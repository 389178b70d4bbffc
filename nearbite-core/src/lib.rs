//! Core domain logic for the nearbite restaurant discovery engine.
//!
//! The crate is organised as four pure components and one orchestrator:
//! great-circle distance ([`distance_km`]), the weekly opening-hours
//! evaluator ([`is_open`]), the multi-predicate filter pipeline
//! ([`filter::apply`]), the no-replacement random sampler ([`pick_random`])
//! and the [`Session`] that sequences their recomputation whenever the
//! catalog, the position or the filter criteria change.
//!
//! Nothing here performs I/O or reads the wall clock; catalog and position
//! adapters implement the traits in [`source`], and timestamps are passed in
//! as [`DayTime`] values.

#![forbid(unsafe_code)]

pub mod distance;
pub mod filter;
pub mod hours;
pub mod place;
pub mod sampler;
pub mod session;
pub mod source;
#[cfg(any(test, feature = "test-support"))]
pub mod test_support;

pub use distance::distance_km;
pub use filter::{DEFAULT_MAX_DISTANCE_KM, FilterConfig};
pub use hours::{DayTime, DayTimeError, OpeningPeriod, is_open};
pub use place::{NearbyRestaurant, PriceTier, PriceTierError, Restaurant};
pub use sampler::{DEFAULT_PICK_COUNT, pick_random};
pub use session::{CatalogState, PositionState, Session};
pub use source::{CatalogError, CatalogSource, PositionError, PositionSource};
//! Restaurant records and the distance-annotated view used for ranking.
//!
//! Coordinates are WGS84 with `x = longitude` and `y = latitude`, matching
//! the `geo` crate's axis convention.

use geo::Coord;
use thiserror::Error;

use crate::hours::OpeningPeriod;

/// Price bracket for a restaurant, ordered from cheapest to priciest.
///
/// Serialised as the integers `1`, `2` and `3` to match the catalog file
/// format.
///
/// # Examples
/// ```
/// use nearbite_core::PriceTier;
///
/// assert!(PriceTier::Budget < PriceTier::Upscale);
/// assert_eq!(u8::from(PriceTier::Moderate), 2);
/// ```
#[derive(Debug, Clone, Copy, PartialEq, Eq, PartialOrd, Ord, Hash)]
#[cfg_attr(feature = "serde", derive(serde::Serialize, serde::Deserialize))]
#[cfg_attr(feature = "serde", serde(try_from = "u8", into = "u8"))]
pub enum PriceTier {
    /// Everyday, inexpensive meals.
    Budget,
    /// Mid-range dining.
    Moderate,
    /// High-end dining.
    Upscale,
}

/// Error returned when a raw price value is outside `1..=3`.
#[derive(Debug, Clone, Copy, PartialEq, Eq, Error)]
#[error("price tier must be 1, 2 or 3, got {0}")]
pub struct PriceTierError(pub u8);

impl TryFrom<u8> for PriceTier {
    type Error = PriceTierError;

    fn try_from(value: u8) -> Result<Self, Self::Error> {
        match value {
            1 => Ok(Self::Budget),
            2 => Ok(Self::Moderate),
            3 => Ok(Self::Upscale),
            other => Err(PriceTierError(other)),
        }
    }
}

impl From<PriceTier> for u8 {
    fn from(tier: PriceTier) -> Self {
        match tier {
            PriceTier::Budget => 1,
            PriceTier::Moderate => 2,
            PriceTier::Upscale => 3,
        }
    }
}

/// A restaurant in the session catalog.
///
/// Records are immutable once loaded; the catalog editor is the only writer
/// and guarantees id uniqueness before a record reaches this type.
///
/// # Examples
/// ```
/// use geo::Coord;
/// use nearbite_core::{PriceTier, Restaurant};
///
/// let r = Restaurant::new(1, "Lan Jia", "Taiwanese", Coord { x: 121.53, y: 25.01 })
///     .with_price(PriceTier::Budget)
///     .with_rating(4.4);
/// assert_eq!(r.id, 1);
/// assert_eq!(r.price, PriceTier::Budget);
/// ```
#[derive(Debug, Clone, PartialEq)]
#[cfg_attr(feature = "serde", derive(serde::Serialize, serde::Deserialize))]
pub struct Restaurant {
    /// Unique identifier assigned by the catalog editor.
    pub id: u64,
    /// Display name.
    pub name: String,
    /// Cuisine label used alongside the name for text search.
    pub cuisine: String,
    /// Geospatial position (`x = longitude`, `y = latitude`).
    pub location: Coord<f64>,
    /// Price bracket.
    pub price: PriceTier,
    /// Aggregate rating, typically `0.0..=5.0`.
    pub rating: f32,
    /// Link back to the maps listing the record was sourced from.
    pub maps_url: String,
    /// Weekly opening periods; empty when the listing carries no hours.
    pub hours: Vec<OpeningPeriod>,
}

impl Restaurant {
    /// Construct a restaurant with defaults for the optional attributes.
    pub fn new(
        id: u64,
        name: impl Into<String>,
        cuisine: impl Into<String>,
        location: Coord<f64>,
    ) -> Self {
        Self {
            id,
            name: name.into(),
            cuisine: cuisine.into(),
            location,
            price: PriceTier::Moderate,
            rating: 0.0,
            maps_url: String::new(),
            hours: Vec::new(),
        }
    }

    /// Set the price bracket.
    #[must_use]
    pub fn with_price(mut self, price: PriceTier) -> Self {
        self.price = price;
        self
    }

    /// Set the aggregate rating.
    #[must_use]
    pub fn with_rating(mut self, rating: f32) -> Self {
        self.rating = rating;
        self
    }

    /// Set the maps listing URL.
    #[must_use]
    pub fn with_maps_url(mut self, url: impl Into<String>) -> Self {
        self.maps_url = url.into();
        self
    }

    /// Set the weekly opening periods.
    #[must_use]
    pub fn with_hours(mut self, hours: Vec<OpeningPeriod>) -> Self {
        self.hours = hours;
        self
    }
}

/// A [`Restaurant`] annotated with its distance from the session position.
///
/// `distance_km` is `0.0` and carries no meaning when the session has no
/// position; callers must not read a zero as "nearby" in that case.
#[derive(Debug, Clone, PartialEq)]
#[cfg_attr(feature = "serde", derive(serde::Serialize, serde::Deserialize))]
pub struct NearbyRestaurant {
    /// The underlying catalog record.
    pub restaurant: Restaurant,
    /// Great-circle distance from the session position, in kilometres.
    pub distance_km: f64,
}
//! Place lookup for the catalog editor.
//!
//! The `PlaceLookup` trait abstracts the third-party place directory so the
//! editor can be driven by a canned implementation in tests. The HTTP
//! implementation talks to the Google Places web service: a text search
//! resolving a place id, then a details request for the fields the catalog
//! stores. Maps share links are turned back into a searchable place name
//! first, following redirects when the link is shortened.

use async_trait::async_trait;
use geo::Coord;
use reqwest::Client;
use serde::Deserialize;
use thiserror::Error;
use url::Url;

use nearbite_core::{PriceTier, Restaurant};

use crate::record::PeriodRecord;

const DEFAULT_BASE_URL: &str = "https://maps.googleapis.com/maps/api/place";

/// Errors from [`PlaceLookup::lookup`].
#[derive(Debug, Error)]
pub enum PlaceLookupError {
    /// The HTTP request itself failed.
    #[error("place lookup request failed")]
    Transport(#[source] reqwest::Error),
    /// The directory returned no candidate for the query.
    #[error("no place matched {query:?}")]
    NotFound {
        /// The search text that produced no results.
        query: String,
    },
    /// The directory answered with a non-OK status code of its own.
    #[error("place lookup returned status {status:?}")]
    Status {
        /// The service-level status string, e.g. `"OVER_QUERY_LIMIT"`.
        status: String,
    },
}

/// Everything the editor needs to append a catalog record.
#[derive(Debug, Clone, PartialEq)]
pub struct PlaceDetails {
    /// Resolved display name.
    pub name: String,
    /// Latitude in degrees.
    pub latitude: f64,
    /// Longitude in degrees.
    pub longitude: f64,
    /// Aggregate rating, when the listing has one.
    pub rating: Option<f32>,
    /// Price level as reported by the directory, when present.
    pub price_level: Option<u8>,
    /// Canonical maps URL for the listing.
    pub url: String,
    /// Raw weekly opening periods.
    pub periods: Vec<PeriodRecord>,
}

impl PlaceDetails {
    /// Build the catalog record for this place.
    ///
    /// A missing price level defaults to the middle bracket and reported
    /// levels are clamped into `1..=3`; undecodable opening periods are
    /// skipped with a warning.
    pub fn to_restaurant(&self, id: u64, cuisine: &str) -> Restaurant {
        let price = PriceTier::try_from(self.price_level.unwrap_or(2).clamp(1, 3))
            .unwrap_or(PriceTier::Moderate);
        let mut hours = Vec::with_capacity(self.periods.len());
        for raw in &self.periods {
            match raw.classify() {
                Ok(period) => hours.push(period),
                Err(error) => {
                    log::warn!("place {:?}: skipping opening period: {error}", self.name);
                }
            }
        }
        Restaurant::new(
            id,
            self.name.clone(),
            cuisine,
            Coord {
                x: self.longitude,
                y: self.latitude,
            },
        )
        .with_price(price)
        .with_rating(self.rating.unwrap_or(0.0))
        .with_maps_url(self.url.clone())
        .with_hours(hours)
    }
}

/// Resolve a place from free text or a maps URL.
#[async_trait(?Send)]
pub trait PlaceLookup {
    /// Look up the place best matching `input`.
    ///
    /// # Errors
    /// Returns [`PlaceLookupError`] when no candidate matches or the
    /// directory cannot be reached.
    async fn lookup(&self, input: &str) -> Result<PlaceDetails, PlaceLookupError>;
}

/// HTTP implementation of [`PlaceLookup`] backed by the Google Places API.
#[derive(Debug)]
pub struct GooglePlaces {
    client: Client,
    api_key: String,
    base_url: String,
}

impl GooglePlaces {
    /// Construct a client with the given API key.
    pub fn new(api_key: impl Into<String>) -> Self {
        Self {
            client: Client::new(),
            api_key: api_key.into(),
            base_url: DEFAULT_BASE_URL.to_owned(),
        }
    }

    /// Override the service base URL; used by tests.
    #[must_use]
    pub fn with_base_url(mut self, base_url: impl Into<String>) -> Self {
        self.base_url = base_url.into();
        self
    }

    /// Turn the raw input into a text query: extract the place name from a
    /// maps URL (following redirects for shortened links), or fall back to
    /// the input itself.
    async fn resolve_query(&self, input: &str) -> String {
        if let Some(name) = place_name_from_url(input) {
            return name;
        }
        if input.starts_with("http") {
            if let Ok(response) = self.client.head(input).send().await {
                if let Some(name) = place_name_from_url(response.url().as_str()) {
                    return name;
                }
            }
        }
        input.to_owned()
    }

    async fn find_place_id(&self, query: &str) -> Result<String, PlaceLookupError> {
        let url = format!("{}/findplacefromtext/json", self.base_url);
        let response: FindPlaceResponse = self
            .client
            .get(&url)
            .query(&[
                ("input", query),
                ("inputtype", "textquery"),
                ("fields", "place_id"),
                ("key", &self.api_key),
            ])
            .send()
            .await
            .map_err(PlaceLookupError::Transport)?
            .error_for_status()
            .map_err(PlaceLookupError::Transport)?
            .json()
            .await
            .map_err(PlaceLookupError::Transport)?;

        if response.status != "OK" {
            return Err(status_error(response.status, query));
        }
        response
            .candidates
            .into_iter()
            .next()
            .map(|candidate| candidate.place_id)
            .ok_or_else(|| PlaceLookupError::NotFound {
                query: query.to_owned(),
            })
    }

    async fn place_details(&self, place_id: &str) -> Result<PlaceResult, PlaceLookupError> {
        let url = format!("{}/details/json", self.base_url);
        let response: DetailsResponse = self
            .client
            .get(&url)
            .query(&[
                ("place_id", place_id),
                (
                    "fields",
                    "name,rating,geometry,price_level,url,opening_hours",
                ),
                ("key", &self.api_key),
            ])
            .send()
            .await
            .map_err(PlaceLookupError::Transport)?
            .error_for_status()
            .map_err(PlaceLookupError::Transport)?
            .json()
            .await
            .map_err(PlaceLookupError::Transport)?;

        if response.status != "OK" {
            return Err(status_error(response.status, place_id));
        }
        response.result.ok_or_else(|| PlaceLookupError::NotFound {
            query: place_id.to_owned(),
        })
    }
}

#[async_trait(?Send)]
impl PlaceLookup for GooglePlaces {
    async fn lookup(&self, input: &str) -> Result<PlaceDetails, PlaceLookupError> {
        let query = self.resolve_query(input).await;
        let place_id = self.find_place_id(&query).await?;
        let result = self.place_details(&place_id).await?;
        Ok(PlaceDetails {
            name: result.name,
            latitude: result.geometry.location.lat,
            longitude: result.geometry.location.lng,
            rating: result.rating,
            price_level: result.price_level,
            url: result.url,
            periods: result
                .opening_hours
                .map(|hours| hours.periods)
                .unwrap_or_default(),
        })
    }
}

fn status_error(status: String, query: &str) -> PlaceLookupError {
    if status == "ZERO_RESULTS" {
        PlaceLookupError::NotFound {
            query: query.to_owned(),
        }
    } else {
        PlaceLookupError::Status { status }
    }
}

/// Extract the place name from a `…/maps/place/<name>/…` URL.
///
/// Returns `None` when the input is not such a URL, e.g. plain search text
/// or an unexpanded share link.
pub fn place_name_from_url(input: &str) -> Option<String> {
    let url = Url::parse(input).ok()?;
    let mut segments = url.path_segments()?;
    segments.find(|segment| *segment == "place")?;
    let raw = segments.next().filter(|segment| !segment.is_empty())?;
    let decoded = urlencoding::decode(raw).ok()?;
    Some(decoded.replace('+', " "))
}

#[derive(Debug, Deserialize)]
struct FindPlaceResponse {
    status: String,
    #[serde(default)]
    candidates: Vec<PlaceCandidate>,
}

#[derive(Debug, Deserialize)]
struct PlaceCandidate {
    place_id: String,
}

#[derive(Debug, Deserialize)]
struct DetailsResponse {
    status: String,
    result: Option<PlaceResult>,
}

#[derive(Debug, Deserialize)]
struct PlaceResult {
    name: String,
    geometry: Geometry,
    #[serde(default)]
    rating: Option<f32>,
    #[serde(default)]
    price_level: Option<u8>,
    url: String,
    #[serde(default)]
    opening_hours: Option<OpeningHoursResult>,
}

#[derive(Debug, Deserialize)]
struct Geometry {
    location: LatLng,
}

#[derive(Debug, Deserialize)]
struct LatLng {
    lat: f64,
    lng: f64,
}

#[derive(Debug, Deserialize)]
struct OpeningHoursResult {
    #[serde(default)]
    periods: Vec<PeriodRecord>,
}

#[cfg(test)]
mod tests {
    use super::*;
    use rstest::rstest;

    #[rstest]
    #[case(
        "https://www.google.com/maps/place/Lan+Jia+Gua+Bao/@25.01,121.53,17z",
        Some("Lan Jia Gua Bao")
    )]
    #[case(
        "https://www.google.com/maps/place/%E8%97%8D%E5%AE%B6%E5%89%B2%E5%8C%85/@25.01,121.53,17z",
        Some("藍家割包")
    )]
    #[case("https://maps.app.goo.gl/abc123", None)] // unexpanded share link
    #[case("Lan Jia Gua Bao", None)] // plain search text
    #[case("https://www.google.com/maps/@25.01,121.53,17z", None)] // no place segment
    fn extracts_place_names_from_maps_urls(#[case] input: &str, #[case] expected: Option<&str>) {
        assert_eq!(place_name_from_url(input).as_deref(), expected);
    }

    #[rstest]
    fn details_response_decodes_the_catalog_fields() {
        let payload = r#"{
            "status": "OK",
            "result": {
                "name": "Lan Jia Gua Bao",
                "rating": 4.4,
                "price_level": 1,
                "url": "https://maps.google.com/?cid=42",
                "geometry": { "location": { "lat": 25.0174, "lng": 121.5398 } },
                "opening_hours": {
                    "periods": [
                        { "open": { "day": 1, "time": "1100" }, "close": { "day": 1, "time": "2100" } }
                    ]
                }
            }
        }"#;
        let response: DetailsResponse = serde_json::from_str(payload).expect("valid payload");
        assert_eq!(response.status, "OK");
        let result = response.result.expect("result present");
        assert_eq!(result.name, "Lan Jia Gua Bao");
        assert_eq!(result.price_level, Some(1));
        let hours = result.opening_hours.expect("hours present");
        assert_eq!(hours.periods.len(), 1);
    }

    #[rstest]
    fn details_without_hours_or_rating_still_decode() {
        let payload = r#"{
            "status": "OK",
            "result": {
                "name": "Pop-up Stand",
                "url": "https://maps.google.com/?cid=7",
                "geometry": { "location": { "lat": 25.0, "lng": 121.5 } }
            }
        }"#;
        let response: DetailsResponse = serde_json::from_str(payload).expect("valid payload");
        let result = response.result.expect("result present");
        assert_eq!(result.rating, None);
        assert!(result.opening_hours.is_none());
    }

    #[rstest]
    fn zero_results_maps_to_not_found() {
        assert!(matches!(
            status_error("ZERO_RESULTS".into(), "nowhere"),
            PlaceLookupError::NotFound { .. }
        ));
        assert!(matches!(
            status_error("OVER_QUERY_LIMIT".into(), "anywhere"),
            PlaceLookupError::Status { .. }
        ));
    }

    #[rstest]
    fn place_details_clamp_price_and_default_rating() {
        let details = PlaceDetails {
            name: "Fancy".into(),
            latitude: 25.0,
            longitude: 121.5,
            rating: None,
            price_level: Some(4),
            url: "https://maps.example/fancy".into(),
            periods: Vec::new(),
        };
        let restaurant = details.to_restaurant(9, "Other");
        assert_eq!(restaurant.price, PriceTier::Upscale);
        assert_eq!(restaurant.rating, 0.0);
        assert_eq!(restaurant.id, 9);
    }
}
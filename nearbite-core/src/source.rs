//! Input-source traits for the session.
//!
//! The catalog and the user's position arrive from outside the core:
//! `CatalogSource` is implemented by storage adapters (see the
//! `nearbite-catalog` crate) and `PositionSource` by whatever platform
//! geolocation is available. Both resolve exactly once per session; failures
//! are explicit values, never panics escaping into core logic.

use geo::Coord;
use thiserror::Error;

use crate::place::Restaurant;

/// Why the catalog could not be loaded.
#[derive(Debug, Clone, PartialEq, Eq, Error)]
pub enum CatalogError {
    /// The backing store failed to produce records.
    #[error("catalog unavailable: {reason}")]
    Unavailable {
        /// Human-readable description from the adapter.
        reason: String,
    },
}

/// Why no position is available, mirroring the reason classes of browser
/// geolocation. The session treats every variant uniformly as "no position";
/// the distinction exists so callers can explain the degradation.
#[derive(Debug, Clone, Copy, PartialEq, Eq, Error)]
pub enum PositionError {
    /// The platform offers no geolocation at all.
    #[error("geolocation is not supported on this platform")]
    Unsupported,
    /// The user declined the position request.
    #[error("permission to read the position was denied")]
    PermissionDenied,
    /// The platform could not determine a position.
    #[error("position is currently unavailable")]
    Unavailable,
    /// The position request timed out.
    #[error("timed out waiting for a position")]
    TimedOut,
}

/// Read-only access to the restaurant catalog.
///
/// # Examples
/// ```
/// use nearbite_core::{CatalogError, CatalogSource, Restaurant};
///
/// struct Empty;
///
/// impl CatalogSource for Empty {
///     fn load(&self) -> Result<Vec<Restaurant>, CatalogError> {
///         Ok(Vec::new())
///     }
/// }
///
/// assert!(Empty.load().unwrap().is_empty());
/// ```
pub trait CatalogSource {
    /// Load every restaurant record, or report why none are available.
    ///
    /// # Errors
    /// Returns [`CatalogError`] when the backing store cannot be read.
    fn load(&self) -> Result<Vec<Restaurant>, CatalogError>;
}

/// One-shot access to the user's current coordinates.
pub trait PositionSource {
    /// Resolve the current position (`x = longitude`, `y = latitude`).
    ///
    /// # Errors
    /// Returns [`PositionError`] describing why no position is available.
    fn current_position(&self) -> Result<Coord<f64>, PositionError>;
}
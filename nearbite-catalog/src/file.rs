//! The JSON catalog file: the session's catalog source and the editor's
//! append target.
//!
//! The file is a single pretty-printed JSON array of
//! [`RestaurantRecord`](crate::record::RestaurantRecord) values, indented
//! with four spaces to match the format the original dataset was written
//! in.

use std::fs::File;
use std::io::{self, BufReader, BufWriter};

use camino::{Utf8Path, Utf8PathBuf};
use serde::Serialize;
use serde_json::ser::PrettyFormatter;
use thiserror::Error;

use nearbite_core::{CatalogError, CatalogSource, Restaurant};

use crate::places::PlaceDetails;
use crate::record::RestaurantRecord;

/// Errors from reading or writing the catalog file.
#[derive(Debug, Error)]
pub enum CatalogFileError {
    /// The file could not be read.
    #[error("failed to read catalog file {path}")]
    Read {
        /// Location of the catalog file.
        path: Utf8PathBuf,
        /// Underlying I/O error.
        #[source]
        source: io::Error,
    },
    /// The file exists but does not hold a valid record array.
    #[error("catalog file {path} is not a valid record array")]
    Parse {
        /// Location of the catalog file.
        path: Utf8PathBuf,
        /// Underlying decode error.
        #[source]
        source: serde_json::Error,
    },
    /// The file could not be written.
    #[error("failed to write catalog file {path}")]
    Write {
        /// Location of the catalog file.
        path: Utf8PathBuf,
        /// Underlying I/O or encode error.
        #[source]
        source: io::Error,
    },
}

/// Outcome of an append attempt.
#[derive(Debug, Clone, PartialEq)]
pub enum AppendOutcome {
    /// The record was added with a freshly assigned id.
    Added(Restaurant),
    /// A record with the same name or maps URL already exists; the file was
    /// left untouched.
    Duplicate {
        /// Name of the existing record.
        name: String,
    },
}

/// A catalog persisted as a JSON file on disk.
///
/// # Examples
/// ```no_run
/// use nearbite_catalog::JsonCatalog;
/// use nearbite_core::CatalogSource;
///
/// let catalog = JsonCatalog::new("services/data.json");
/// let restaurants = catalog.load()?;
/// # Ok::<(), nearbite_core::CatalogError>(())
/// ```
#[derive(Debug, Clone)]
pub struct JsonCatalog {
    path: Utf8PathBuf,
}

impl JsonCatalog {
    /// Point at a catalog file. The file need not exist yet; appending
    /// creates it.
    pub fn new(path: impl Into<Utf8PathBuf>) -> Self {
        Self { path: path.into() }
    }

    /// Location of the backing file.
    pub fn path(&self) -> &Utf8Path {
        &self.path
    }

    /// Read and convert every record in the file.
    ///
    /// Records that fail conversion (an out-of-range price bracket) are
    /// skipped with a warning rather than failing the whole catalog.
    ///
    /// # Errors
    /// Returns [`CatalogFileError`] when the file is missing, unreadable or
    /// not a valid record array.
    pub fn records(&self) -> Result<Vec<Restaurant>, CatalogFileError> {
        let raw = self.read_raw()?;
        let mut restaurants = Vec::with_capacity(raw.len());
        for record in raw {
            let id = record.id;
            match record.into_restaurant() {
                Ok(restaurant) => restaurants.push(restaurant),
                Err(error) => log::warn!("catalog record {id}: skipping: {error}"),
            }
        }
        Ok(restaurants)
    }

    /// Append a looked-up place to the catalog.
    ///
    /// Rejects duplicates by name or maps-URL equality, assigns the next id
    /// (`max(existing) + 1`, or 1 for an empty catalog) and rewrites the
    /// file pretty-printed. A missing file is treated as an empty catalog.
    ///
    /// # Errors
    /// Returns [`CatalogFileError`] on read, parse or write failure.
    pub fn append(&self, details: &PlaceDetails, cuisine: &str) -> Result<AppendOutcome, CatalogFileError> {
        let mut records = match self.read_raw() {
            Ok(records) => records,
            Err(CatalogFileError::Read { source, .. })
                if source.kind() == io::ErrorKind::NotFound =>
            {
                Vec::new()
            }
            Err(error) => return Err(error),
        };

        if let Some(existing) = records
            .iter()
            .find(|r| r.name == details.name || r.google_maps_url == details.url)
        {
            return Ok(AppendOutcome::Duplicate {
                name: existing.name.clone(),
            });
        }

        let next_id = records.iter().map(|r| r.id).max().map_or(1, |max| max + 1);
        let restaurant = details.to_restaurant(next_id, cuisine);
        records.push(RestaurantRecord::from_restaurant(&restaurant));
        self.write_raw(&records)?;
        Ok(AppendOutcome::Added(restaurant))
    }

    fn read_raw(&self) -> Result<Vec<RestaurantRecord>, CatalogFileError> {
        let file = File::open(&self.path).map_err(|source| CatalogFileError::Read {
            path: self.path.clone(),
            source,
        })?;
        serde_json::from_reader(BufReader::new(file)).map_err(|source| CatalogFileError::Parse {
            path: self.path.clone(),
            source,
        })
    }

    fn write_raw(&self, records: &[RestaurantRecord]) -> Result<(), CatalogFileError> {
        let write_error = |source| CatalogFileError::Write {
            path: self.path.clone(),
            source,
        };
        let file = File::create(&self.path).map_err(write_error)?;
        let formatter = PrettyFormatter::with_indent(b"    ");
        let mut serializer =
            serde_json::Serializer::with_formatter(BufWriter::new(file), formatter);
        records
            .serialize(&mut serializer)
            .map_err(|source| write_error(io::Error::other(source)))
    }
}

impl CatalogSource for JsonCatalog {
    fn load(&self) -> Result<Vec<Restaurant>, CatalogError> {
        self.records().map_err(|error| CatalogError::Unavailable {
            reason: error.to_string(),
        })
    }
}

=-=-=-=-=

Using the material above, quote the first line and each line after it, stopping at and including the line that holds "pub mod test_support;".

Solution to the exercise:
repository 389178b70d4bbffc
filename nearbite-core/src/lib.rs
//! Core domain logic for the nearbite restaurant discovery engine.
//!
//! The crate is organised as four pure components and one orchestrator:
//! great-circle distance ([`distance_km`]), the weekly opening-hours
//! evaluator ([`is_open`]), the multi-predicate filter pipeline
//! ([`filter::apply`]), the no-replacement random sampler ([`pick_random`])
//! and the [`Session`] that sequences their recomputation whenever the
//! catalog, the position or the filter criteria change.
//!
//! Nothing here performs I/O or reads the wall clock; catalog and position
//! adapters implement the traits in [`source`], and timestamps are passed in
//! as [`DayTime`] values.

#![forbid(unsafe_code)]

pub mod distance;
pub mod filter;
pub mod hours;
pub mod place;
pub mod sampler;
pub mod session;
pub mod source;
#[cfg(any(test, feature = "test-support"))]
pub mod test_support;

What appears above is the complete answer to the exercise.